Durant la session parlementaire de printemps, le conseiller aux États Beat Rieder (PDC, VS) a déposé un postulat demandant au Conseil fédéral de « présenter dans un rapport les tâches qui pourraient être attribuées à la pharmacie de l’armée à l’avenir, en tenant compte des expériences faites pendant la crise du coronavirus. Cet état des lieux complet s’attachera en particulier aux aspects suivants : profil et tâches, compétences, systèmes, ressources nécessaires, processus, structure de l’organisation et approvisionnement du pays. »
En effet, cette réflexion sur le rôle de la pharmacie de l’Armée a paru nécessaire au Conseiller aux États, car celle-ci s’est vue, lors de la pandémie, attribuer des tâches qui allaient bien au-delà de son mandat initial, à savoir « d’acquérir des biens médicaux importants et nécessaires pour toute la Suisse, pour les cantons et pour le système de santé. » Il a ajouté que « ce n’était pas son rôle et elle n’était pas équipée pour le faire. Pour gérer à court terme un volume d’acquisition décuplé, elle a dû engager beaucoup de personnel et développer une organisation ad hoc. »
Ce postulat est rapidement parvenu au Conseil aux États, puisque c’est durant la session d’été qu’il a été traité, avec en outre une recommandation positive émanant du Conseil fédéral. À cette occasion, Beat Rieder a souligné que « Au DDPS, les choses bougent manifestement plus vite que je ne l’aurais jamais cru ». Il est vrai qu’entre la première et la deuxième vague, l’Armée a fait preuve d’une bonne capacité d’adaptation et a fondamentalement revu sa copie entre les deux engagements, à la suite de critiques légitimes. En automne, elle a en effet suspendu tous les cours de répétition qui n’étaient pas essentiels à son bon fonctionnement, mobilisé de manière progressive et non de manière préventive, et n’est intervenue que lorsque les besoins des cantons était clairement avérés, évitant de laisser des soldats désœuvrés. Ainsi, elle a semblé très bien préparée à la situation de l’automne dernier, ce qui n’a pas forcément été le cas des organisations civiles. Pas mal pour une institution que certains décrivent bien volontiers comme sclérosée et incapable de s’adapter et de prendre les critiques en compte….

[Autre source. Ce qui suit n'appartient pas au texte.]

//! Helper methods for the HTML tokenizer.
//!
//! This module contains the machinery the states lean on:
//! - Token emission and the span bookkeeping that rides along with it
//! - Parse-error reporting (errors are tokens, queued in source order)
//! - Markup-declaration lookahead ("if the next few characters are...")
//! - The appropriate-end-tag check and temporary-buffer helpers
//! - Attribute bookkeeping (name folding, duplicate detection)

use super::codepoints::ascii_upper_to_lower;
use super::core::{HTMLTokenizer, QueuedToken, TokenizerState};
use super::errors::{ErrorDetail, ParseErrorCode};
use super::token::{SourceSpan, Token};

/// An element that never has content or an end tag.
///
/// Self-closing syntax on anything outside this list gets a synthetic end
/// tag (when the option is on) instead of a dangling self-closing flag.
#[must_use]
pub(super) fn is_void_element(name: &str) -> bool {
    matches!(
        name,
        "area"
            | "base"
            | "br"
            | "col"
            | "command"
            | "embed"
            | "hr"
            | "img"
            | "input"
            | "keygen"
            | "link"
            | "meta"
            | "param"
            | "source"
            | "track"
            | "wbr"
    )
}

// =============================================================================
// Token Emission
// =============================================================================

impl HTMLTokenizer {
    /// Move a finished token onto the queue, attaching a span if span
    /// generation is on.
    ///
    /// A content token's span runs from the end of the previous content token
    /// (`last_offset`) to the cursor; parse errors get a zero-width span at
    /// the cursor and do not advance `last_offset`. Concatenating the span
    /// slices of the content tokens therefore reproduces the input.
    pub(super) fn enqueue_token(&mut self, mut token: Token) {
        let position = self.stream.position();
        if self.opts.generate_spans {
            let start = if token.is_parse_error() {
                position
            } else {
                self.last_offset
            };
            token.set_span(SourceSpan {
                file: self.opts.file.clone(),
                start,
                end: position,
            });
        }
        if !token.is_parse_error() {
            self.last_offset = position;
        }
        self.token_queue.push_back(QueuedToken { token, position });
    }

    /// Emit a run of character data.
    pub(super) fn emit_characters(&mut self, data: &str) {
        self.enqueue_token(Token::Characters {
            data: data.to_owned(),
            span: None,
        });
    }

    /// Emit a run of whitespace-only character data.
    pub(super) fn emit_space_characters(&mut self, data: &str) {
        self.enqueue_token(Token::SpaceCharacters {
            data: data.to_owned(),
            span: None,
        });
    }

    /// Report a parse error. Errors are ordinary tokens; they interleave
    /// with content in the order the offending source was read.
    pub(super) fn parse_error(&mut self, code: ParseErrorCode, detail: Option<ErrorDetail>) {
        self.enqueue_token(Token::ParseError {
            code,
            detail,
            span: None,
        });
    }

    /// Report a parse error inside a doctype. Any error along a doctype's
    /// path clears its correctness flag.
    pub(super) fn doctype_error(&mut self, code: ParseErrorCode, detail: Option<ErrorDetail>) {
        self.parse_error(code, detail);
        if let Some(Token::Doctype { correct, .. }) = self.current_token.as_mut() {
            *correct = false;
        }
    }

    /// "Emit the current token."
    ///
    /// End tags are checked here for the two things they must not carry:
    /// attributes and a self-closing flag. Both are reported but the token is
    /// still emitted as written. Start tags record their folded name for the
    /// appropriate-end-tag check. Emission always returns the machine to the
    /// data state; the tree construction stage overrides that between
    /// advances when it needs RCDATA, RAWTEXT, script data, or plaintext.
    pub(super) fn emit_current_token(&mut self) {
        let Some(mut token) = self.current_token.take() else {
            return;
        };
        let mut end_tag_errors: (bool, bool) = (false, false);
        match &mut token {
            Token::StartTag { name, .. } => {
                if self.opts.lowercase_element_name {
                    *name = ascii_upper_to_lower(name);
                }
                self.last_start_tag_name = Some(ascii_upper_to_lower(name));
            }
            Token::EndTag {
                name,
                attributes,
                self_closing,
                ..
            } => {
                if self.opts.lowercase_element_name {
                    *name = ascii_upper_to_lower(name);
                }
                end_tag_errors = (!attributes.is_empty(), *self_closing);
            }
            _ => {}
        }
        let (has_attributes, has_self_closing) = end_tag_errors;
        if has_attributes {
            self.parse_error(ParseErrorCode::AttributesInEndTag, None);
        }
        if has_self_closing {
            self.parse_error(ParseErrorCode::SelfClosingFlagOnEndTag, None);
        }
        self.enqueue_token(token);
        self.state = TokenizerState::Data;
    }

    /// Finish the tag sitting in `current_token` after the `/>` of a
    /// self-closing start tag.
    ///
    /// For a non-void start tag (with the option on) this emits the start
    /// tag unflagged and follows it with a synthetic end tag of the same
    /// name; the synthetic tag carries a zero-width span. Everything else
    /// keeps the flag and emits one token.
    pub(super) fn finish_self_closing_tag(&mut self) {
        let Some(token) = self.current_token.as_ref() else {
            return;
        };
        let folded = ascii_upper_to_lower(token.tag_name());
        let synthesize = self.opts.emit_synthetic_end_for_self_closing
            && matches!(token, Token::StartTag { .. })
            && !is_void_element(&folded);
        if synthesize {
            let name = if self.opts.lowercase_element_name {
                folded
            } else {
                token.tag_name().to_owned()
            };
            self.emit_current_token();
            self.enqueue_token(Token::EndTag {
                name,
                attributes: Vec::new(),
                self_closing: false,
                span: None,
            });
        } else {
            if let Some(token) = self.current_token.as_mut() {
                token.set_self_closing();
            }
            self.emit_current_token();
        }
    }
}

// =============================================================================
// Lookahead
// =============================================================================

impl HTMLTokenizer {
    /// "If the next few characters are..."
    ///
    /// Consume `word` from the stream if it is next. On a mismatch every
    /// consumed scalar is pushed back, leaving the stream untouched.
    pub(super) fn consume_if_match(&mut self, word: &str, case_insensitive: bool) -> bool {
        let mut consumed: Vec<char> = Vec::new();
        for expected in word.chars() {
            match self.stream.consume() {
                Some(c)
                    if c == expected
                        || (case_insensitive && c.eq_ignore_ascii_case(&expected)) =>
                {
                    consumed.push(c);
                }
                other => {
                    self.stream.unget(other);
                    for c in consumed.into_iter().rev() {
                        self.stream.unget(Some(c));
                    }
                    return false;
                }
            }
        }
        true
    }
}

// =============================================================================
// End Tags in RCDATA / RAWTEXT / Script Data
// =============================================================================

impl HTMLTokenizer {
    /// "An appropriate end tag token is an end tag token whose tag name
    /// matches the tag name of the last start tag to have been emitted from
    /// this tokenizer, if any."
    ///
    /// The candidate name lives in the temporary buffer; comparison is
    /// ASCII case-insensitive on both sides.
    #[must_use]
    pub(super) fn is_appropriate_end_tag(&self) -> bool {
        self.last_start_tag_name
            .as_deref()
            .is_some_and(|last| last.eq_ignore_ascii_case(&self.temporary_buffer))
    }

    /// Turn the temporary buffer into the current end tag token.
    pub(super) fn begin_end_tag_from_temporary_buffer(&mut self) {
        let mut token = Token::new_end_tag();
        for c in self.temporary_buffer.chars() {
            token.append_to_tag_name(c);
        }
        self.current_token = Some(token);
    }

    /// The "anything else" exit of the raw-content end tag name states:
    /// what looked like an end tag was not one, so `</` and the buffered
    /// name are plain characters. The caller ungets the offending scalar
    /// first.
    pub(super) fn emit_partial_end_tag(&mut self, return_state: TokenizerState) {
        let data = format!("</{}", self.temporary_buffer);
        self.emit_characters(&data);
        self.state = return_state;
    }
}

// =============================================================================
// Attributes
// =============================================================================

impl HTMLTokenizer {
    /// "Start a new attribute in the current tag token" whose name begins
    /// with the given scalar.
    pub(super) fn start_attribute(&mut self, c: char) {
        if let Some(token) = self.current_token.as_mut() {
            token.start_new_attribute();
            token.append_to_current_attribute_name(c);
        }
    }

    /// Leaving the attribute name state: fold the finished name (if
    /// configured) and compare it against the earlier attributes. The first
    /// collision is a `duplicate-attribute` parse error; the attribute stays
    /// on the token in source order so consumers can dedupe first-wins.
    pub(super) fn finish_attribute_name(&mut self) {
        if self.opts.lowercase_attr_name
            && let Some(
                Token::StartTag { attributes, .. } | Token::EndTag { attributes, .. },
            ) = self.current_token.as_mut()
            && let Some(attr) = attributes.last_mut()
        {
            attr.name = ascii_upper_to_lower(&attr.name);
        }
        if self
            .current_token
            .as_ref()
            .is_some_and(Token::current_attribute_name_is_duplicate)
        {
            self.parse_error(ParseErrorCode::DuplicateAttribute, None);
        }
    }
}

M. Rieder a continué son intervention et décrit les activités de la Pharmacie de l’Armée durant la pandémie. Comme dit plus haut, ce service a dû remplir une mission pour laquelle il n’était initialement pas taillé. Le conseiller aux États a précisé que « Avant 2018, la pharmacie de l’armée s’est procurée du matériel pour quelques millions de francs, puis en 2020 pour plusieurs centaines de millions de francs, le montant total dépassant même le milliard. Le volume des achats a été multiplié par 150 par rapport à l’époque précédant la crise du Covid-19. Il est donc tout aussi naturel que des erreurs se produisent. […] Vous connaissez les critiques correspondantes dans les médias : elles ne sont que partiellement justifiées. Le caractère exceptionnel de la situation est également en partie responsable. » Il a conclu son intervention en posant quelques questions auxquelles le Conseil fédéral devrait répondre, à savoir « la Pharmacie des forces armées doit-elle être subordonnée au Département de la santé et à ses spécialistes, ou doit-elle faire partie de l’état-major logistique ? Faut-il et peut-on augmenter l’efficacité de la Pharmacie de l’Armée ? Pour quels achats la pharmacie de l’armée doit-elle être responsable ? Doit-il être réorganisé en vue d’une future crise ?
Thomas Minder (Indépendant, groupe UDC, SH) a ensuite pris la parole en tant que membre de la commission de politique de sécurité, avec des propos très critiques et parfois outranciers. Il a ainsi avancé que « la pandémie a clairement montré que la pharmacie de l’armée n’a pas répondu aux attentes », que ce service « avait été paniqué » et que « des millions de francs des contribuables ont été gaspillés pour l’achat des masques d’hygiène ». Dans un second temps, il s’est attaché à préciser les questions du postulat, notamment celle de l’ampleur de la prestation que doit offrir la Pharmacie de l’Armée – uniquement aux militaires, ou à l’ensemble de la population ? Doit-elle produire elle-même un certain nombre de médicaments ? Quelle doit être l’ampleur des stocks ? – et les financements et ressources humaines associés.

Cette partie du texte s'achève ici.